> [PROBLEM TO SOLVE] Lines containing the word "Malformed" are the ones to copy from the records below.

= = = = =

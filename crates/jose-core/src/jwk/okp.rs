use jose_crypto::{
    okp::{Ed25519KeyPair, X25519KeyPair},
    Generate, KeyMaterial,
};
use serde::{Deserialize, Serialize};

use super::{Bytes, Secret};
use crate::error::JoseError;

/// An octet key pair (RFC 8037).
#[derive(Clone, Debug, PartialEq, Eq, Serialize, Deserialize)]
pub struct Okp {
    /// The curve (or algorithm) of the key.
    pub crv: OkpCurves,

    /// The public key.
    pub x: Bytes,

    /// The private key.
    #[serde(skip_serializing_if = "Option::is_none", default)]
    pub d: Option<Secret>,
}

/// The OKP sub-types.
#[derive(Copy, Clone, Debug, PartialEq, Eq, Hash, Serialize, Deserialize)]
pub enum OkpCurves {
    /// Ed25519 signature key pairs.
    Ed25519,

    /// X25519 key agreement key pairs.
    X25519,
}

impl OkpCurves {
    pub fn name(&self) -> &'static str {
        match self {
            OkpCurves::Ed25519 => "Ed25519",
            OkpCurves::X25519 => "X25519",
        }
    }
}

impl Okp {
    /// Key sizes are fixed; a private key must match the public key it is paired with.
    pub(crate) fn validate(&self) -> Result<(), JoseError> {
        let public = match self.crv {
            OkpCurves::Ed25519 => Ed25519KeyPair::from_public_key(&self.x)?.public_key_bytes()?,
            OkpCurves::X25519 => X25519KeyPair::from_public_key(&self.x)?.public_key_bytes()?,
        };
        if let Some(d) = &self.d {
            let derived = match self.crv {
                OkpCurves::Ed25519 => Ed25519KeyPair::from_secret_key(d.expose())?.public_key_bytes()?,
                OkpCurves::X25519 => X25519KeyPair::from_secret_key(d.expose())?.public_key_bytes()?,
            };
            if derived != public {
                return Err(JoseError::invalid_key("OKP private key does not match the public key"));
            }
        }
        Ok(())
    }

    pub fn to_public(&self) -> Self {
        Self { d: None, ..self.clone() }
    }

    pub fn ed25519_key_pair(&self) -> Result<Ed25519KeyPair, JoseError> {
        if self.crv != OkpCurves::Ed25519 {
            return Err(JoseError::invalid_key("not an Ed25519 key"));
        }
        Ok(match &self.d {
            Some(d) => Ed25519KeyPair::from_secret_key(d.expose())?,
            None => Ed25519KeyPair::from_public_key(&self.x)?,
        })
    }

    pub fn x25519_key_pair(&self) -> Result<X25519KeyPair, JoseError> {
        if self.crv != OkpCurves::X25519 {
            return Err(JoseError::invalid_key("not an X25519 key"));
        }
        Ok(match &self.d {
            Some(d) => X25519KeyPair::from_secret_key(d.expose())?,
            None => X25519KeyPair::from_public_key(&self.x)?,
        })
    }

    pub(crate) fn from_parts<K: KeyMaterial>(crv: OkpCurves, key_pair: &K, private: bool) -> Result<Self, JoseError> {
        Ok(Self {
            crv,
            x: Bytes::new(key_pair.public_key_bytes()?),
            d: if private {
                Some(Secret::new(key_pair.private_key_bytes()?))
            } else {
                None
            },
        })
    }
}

= = = = =

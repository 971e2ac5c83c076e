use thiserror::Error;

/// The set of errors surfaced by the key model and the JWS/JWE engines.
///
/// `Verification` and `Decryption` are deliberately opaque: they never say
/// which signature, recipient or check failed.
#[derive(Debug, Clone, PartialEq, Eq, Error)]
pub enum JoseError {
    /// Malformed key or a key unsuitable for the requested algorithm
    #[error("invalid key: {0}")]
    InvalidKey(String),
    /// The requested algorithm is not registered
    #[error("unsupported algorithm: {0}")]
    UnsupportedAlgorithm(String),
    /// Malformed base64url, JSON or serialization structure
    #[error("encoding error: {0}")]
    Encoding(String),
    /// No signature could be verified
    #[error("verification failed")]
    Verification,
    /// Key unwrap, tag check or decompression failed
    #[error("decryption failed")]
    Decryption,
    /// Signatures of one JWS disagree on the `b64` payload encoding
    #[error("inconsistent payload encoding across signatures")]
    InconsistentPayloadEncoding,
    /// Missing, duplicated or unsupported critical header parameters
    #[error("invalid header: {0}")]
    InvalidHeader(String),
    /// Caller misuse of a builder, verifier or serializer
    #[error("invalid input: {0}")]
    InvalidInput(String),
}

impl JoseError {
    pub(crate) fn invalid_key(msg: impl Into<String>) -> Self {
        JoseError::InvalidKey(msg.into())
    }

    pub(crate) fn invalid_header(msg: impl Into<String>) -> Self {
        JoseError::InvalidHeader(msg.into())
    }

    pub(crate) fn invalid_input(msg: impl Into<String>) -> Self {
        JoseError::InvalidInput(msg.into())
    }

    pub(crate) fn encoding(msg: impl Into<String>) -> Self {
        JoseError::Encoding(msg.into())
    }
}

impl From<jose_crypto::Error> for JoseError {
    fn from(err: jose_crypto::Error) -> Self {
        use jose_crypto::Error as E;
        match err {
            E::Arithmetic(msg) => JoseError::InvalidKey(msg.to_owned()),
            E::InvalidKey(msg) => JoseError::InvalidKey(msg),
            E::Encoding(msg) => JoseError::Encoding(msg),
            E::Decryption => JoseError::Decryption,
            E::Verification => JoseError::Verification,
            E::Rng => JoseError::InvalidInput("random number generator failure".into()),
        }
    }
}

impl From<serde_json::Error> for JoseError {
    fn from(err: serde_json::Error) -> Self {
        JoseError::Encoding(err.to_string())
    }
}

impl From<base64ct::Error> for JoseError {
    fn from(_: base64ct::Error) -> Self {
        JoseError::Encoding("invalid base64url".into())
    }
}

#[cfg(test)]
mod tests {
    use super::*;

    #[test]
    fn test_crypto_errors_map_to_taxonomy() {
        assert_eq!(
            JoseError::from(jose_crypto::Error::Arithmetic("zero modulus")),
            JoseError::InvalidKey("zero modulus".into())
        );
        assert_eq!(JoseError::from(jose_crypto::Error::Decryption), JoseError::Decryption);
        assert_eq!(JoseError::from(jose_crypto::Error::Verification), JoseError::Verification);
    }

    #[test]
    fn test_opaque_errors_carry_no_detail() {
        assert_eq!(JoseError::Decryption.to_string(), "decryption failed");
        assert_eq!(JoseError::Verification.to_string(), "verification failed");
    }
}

= = = = =

> [RESULT OF THIS TASK]
    /// Malformed key or a key unsuitable for the requested algorithm
    /// Malformed base64url, JSON or serialization structure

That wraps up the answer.